Сумерки сгустились настолько, что кроме темных силуэтов огромных, странной формы деревьев по обе стороны дороги разглядеть что-либо было невозможно. Сережа лежал на земле, пока холод не пробрался под пальто, свитер, рубашку и майку, обжег самую грудь. Тогда Сережа поднялся, осторожно озираясь по сторонам, и побрел вперед, так и не решив, впрочем, куда ему сейчас нужно идти. Возвращаться в интернат никак не хотелось. Поэтому на полпути он свернул по направлению к школе для дураков и решительно зашагал вперед, ориентируясь больше по наитию в странно непроглядной темноте, которая сегодня воцарилась окрест из-за густых снеговых туч, затянувших небо.

Ему нужен был Семка. Только он смог бы ему помочь, ничего иного в самом деле не оставалось.

Дорога лежала через пустошь, представлявшую собой огромное ледяное поле, раскинувшееся во все стороны света, а над головой зияла распахнутая дыра ночи, и в некоторый момент Сереже почудилось, что он каким-то образом попал на запретную планету, запретную – потому что на нее ни в коем случае нельзя было попадать, улететь назад просто не на чем. На этой планете он оказался совершенно один. Хотя, если бы Гагарин знал, что где-то есть такая планета, он бы наверняка Сереже помог. Но Гагарин не знал про это, поэтому рассчитывать приходилось только на себя. В конце концов есть на этой планете автобусная остановка. Собирать в дорогу Сереже нечего и незачем, вот разве что шахматы взять, одежды достаточно той, что на нем, в конце концов не в космос летит…
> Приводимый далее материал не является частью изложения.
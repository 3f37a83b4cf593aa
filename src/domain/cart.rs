//! Shopping cart domain: line items with quantities and a running total.

use serde::{Deserialize, Serialize};
use serde_json::json;
use tracing::warn;

use super::{Collection, DomainKind, DomainModule, Entity, parse_args};
use crate::config::DomainConfig;
use crate::core::dispatch::ToolCall;
use crate::core::handler::Reply;
use crate::core::tools::{CallError, ParamSpec, ToolRegistry, ToolSpec};

fn default_quantity() -> u32 {
    1
}

#[derive(Debug, Clone, PartialEq, Serialize, Deserialize)]
pub struct CartItem {
    pub id: String,
    pub name: String,
    pub price: f64,
    #[serde(default = "default_quantity")]
    pub quantity: u32,
}

impl CartItem {
    pub fn new(id: impl Into<String>, name: impl Into<String>, price: f64) -> Self {
        Self {
            id: id.into(),
            name: name.into(),
            price,
            quantity: 1,
        }
    }

    pub fn subtotal(&self) -> f64 {
        self.price * f64::from(self.quantity)
    }
}

impl Entity for CartItem {
    fn id(&self) -> &str {
        &self.id
    }

    /// Adding an item already in the cart bumps its quantity by one.
    fn merge_on_add(&mut self, _incoming: Self) -> bool {
        self.quantity = self.quantity.saturating_add(1);
        true
    }
}

#[derive(Debug, Deserialize)]
struct AddItemArgs {
    id: String,
    item_name: String,
    price: f64,
}

#[derive(Debug, Deserialize)]
struct RemoveItemArgs {
    id: String,
}

/// A JSON number as a quantity, if it is whole and within `1..=u32::MAX`.
fn whole_quantity(n: f64) -> Option<u32> {
    if n.fract() != 0.0 || n < 1.0 || n > f64::from(u32::MAX) {
        return None;
    }
    Some(n as u32)
}

#[derive(Debug, Deserialize)]
struct UpdateQuantityArgs {
    id: String,
    /// Whole number >= 1, already checked against the schema
    quantity: f64,
}

/// Console actions on the cart.
#[derive(Debug, Clone, PartialEq, Eq)]
pub enum CartAction {
    Remove(String),
    SetQuantity(String, u32),
    Clear,
}

/// Read-only view of the cart.
#[derive(Debug, Clone, Default, PartialEq)]
pub struct CartSnapshot {
    pub items: Vec<CartItem>,
    pub total: f64,
}

#[derive(Debug, Clone, Default)]
pub struct Cart {
    items: Collection<CartItem>,
}

impl Cart {
    pub fn new(items: impl IntoIterator<Item = CartItem>) -> Self {
        Self {
            items: Collection::from_entries(items),
        }
    }

    pub fn items(&self) -> &Collection<CartItem> {
        &self.items
    }

    pub fn total(&self) -> f64 {
        self.items.iter().map(CartItem::subtotal).sum()
    }

    pub fn add(&mut self, item: CartItem) {
        self.items.add(item);
    }

    pub fn remove(&mut self, id: &str) -> Option<CartItem> {
        self.items.remove(id)
    }

    /// Set the quantity of an existing item. Returns the item name, or `None`
    /// (logged) when the id is not in the cart.
    pub fn set_quantity(&mut self, id: &str, quantity: u32) -> Option<String> {
        match self.items.get_mut(id) {
            Some(item) => {
                item.quantity = quantity;
                Some(item.name.clone())
            }
            None => {
                warn!(item_id = %id, "Item not found in cart");
                None
            }
        }
    }

    pub fn clear(&mut self) {
        self.items.clear();
    }

    fn summary(&self) -> String {
        if self.items.is_empty() {
            return "The cart is empty.".to_string();
        }
        let lines: Vec<String> = self
            .items
            .iter()
            .map(|item| format!("{} x {}", item.quantity, item.name))
            .collect();
        let noun = if self.items.len() == 1 { "item" } else { "items" };
        format!(
            "The cart has {} {noun}: {}. The total is ${:.2}.",
            self.items.len(),
            lines.join(", "),
            self.total()
        )
    }
}

impl DomainModule for Cart {
    type Action = CartAction;
    type Snapshot = CartSnapshot;

    const KIND: DomainKind = DomainKind::Cart;

    fn from_config(config: &DomainConfig) -> Self {
        Cart::new(config.items.iter().flatten().cloned())
    }

    fn registry() -> ToolRegistry {
        ToolRegistry::new(vec![
            ToolSpec::new("add_item", "Add an item to the cart")
                .param(ParamSpec::string("id", "Unique ID of the item").required())
                .param(ParamSpec::string("item_name", "Name of the item").required())
                .param(
                    ParamSpec::number("price", "Unit price of the item")
                        .required()
                        .minimum(0.0),
                ),
            ToolSpec::new("remove_item", "Remove an item from the cart by its ID")
                .param(ParamSpec::string("id", "Unique ID of the item to remove").required()),
            ToolSpec::new("update_quantity", "Change the quantity of an item in the cart")
                .param(ParamSpec::string("id", "Unique ID of the item").required())
                .param(
                    ParamSpec::integer("quantity", "New quantity, at least 1")
                        .required()
                        .minimum(1.0)
                        .maximum(f64::from(u32::MAX)),
                ),
            ToolSpec::new("clear_cart", "Remove every item from the cart"),
            ToolSpec::new("get_cart", "Read the current cart contents and total"),
        ])
    }

    fn apply_call(&mut self, call: &ToolCall) -> Result<Reply, CallError> {
        match call.name.as_str() {
            "add_item" => {
                let args: AddItemArgs = parse_args(call)?;
                let narration = format!("Item \"{}\" was added to the cart.", args.item_name);
                self.add(CartItem::new(args.id, args.item_name, args.price));
                Ok(Reply::Narrate(narration))
            }
            "remove_item" => {
                let args: RemoveItemArgs = parse_args(call)?;
                self.remove(&args.id);
                Ok(Reply::Narrate("Item was removed from the cart.".to_string()))
            }
            "update_quantity" => {
                let args: UpdateQuantityArgs = parse_args(call)?;
                let quantity = whole_quantity(args.quantity).ok_or_else(|| {
                    CallError::malformed(
                        call.name.as_str(),
                        format!("quantity {} is not a whole number >= 1", args.quantity),
                    )
                })?;
                Ok(match self.set_quantity(&args.id, quantity) {
                    Some(name) => Reply::Narrate(format!(
                        "Quantity of \"{name}\" was updated to {quantity}."
                    )),
                    None => Reply::Silent,
                })
            }
            "clear_cart" => {
                self.clear();
                Ok(Reply::Narrate("The cart was cleared.".to_string()))
            }
            "get_cart" => {
                let snapshot = self.snapshot();
                Ok(Reply::Output {
                    output: json!({
                        "items": snapshot.items,
                        "total": snapshot.total,
                    }),
                    summary: self.summary(),
                })
            }
            other => Err(CallError::UnknownTool(other.to_string())),
        }
    }

    fn apply_action(&mut self, action: CartAction) {
        match action {
            CartAction::Remove(id) => {
                if self.remove(&id).is_none() {
                    warn!(item_id = %id, "Item not found in cart");
                }
            }
            CartAction::SetQuantity(id, quantity) => {
                self.set_quantity(&id, quantity);
            }
            CartAction::Clear => self.clear(),
        }
    }

    fn parse_action(verb: &str, args: &[&str]) -> Option<Result<CartAction, String>> {
        let action = match verb {
            "remove" => match args.first() {
                Some(id) => Ok(CartAction::Remove(id.to_string())),
                None => Err("usage: remove <item_id>".to_string()),
            },
            "qty" => match args {
                [id, n] => match n.parse::<u32>() {
                    Ok(quantity) if quantity >= 1 => {
                        Ok(CartAction::SetQuantity(id.to_string(), quantity))
                    }
                    _ => Err(format!("quantity must be a whole number >= 1, got '{n}'")),
                },
                _ => Err("usage: qty <item_id> <n>".to_string()),
            },
            "clear" => Ok(CartAction::Clear),
            _ => return None,
        };
        Some(action)
    }

    fn action_help() -> &'static [&'static str] {
        &[
            "qty <id> <n>  set the quantity of an item",
            "remove <id>   remove an item from the cart",
            "clear         empty the cart",
        ]
    }

    fn snapshot(&self) -> CartSnapshot {
        CartSnapshot {
            items: self.items.to_vec(),
            total: self.total(),
        }
    }

    fn render(snapshot: &CartSnapshot) -> String {
        if snapshot.items.is_empty() {
            return "No items in cart yet. Start your order by speaking!".to_string();
        }

        let mut out = String::from("Your Order\n");
        for item in &snapshot.items {
            out.push_str(&format!(
                "  [{}] {} x{}  ${:.2}\n",
                item.id,
                item.name,
                item.quantity,
                item.subtotal()
            ));
        }
        out.push_str(&format!("Total: ${:.2}", snapshot.total));
        out
    }
}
Подметки скользили, Сережа падал еще не раз, причем на спину, и только шапка спасала его затылок. К дверям интерната он почти подполз по ледяной корке, сковавшей двор, и ввалился в вестибюль промерзший до костей, даже дежурная воспитательница на входе охнула и, ничего не спросив, принялась дыханием отогревать его посиневшие ладони. Сережа слепил непослушными губами:

– Семка. Семен Иванов. Мне Семка нужен.

– Ой, да что же так срочно-то? – заохала воспитательница, и высокая ее прическа от волнения заколыхалась. – И ты в такой мороз… Давай я тебя хоть чаем-то напою.

Она потащила Сережу в свою комнатенку возле вахты, где на примусе красовался закопченный чайник, пышущий жаром. Видно, горячий чай тут пили всегда. На воспитательнице был толстый сине-серый свитер, поэтому она сперва представилась Сереже дождевой тучей, но все-таки оказалась доброй.

– Ты пей, миленький, пей. А я за Семкой схожу, – она суетилась, наливая Сереже чаю. Потом спохватилась: – А ты… как, то есть? Ты… Тебя тут можно одного оставить?

Сережа понял незаданный вопрос:

– Я не даун, разве не видно?

– Ой, да кто ж его знает. У нас в поселке всякого народу, сам понимаешь. А Семка-то тебе кто?

– Семка? – Сережа, обжигаясь, отхлебнул горячего сладкого чаю. – Семка мне брат.

Вообще-то Сережа хотел сказать «друг», но губы замерзли настолько, что не складывались трубочкой, поэтому само собой вышло «брат».

– Надо же! – всплеснула руками воспитательница. – Ну, ты тут посиди маленько, я быстро.

Она ушла, а Сережа прикидывал тем временем, что вряд ли у Семки найдется целый рубль. Он ведь сам велел Семке не воровать – в тюрьму посадят…

По радио очень громко пели. Песня показалась Сереже до того длинной и бестолковой, что он уже хотел подойти и выключить радио, но радиоточка висела высоко, он бы не дотянулся. Потом вступил высокий, звонкий голос трубы, летящий в самое небо, и Сережа смирился. И песня наконец кончилась.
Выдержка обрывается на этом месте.